Look at every line below and count those containing "seed". Answer with the number only.

[[ Exercise input, beginning ]]

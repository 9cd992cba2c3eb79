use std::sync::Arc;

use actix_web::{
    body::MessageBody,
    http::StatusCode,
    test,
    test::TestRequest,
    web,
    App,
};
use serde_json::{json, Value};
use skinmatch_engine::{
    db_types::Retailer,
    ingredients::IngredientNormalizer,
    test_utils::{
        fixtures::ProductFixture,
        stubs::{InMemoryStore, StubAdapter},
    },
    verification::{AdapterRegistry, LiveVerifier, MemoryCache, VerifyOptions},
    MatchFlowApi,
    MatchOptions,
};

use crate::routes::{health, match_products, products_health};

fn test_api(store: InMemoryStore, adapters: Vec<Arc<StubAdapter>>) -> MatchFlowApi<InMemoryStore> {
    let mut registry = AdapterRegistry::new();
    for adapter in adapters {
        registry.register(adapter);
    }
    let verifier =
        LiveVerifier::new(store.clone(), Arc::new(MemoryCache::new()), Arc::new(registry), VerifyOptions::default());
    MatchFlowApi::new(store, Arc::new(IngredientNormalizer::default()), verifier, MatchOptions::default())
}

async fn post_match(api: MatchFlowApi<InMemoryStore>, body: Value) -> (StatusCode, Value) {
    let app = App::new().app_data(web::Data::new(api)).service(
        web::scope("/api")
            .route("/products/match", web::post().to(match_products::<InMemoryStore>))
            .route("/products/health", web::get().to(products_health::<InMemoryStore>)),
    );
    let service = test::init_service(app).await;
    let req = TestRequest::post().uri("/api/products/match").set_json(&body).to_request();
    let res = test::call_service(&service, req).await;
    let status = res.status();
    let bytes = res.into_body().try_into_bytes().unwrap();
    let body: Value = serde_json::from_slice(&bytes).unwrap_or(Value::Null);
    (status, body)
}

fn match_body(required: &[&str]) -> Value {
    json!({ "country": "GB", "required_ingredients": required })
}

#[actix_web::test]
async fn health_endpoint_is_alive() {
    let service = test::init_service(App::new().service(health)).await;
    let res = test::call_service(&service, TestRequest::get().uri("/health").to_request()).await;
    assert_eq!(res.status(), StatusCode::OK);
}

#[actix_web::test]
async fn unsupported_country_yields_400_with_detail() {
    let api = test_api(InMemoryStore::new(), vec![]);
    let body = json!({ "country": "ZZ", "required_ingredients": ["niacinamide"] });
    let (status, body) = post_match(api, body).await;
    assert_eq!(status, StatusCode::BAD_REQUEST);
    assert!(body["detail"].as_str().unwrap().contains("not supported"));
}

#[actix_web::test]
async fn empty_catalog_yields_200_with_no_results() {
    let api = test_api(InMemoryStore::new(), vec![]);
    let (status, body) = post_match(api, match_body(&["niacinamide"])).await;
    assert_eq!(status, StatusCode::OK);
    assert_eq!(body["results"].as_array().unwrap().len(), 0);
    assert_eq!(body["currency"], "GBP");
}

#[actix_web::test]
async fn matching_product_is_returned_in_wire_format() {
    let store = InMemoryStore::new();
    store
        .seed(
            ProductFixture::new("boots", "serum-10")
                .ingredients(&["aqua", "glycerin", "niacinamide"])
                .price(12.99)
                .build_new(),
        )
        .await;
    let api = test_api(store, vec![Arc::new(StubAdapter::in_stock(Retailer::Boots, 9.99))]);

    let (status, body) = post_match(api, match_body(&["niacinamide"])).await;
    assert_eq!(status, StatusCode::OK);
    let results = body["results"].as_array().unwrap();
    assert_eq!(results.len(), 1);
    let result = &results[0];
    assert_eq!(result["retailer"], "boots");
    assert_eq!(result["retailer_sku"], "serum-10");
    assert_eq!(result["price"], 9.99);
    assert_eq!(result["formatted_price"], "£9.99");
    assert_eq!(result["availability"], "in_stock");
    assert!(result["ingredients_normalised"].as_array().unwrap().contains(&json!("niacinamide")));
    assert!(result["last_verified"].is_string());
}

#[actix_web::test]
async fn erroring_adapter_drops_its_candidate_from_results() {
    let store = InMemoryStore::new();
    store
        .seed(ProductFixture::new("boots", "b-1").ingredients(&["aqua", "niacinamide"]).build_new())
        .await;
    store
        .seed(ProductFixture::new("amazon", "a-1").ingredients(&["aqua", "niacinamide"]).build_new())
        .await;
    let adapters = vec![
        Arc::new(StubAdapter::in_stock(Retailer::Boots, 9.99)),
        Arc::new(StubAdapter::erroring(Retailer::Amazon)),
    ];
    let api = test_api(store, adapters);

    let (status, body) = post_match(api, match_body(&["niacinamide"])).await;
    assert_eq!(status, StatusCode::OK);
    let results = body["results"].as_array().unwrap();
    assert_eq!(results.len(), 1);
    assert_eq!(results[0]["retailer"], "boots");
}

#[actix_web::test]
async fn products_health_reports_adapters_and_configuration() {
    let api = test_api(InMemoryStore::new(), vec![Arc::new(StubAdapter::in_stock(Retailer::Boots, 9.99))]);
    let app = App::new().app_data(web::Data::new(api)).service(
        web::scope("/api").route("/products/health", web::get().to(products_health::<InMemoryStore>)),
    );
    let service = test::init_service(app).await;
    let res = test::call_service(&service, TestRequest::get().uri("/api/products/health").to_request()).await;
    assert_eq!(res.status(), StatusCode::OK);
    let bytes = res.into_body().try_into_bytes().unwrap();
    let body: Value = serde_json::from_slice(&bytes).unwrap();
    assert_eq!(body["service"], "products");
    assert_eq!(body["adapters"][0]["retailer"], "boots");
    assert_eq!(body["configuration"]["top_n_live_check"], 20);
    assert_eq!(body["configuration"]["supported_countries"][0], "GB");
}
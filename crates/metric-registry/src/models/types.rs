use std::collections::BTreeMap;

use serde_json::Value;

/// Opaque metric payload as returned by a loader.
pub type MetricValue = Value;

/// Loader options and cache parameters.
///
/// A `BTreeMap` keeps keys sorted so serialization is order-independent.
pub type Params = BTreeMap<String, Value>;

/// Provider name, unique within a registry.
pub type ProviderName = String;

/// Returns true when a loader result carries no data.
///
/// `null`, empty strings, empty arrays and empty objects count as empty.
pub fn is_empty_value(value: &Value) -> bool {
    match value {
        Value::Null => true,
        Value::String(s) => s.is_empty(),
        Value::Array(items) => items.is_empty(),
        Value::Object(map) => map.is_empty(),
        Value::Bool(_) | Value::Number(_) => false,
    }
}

[[ Exercise input, end ]]

Exercise solution — 3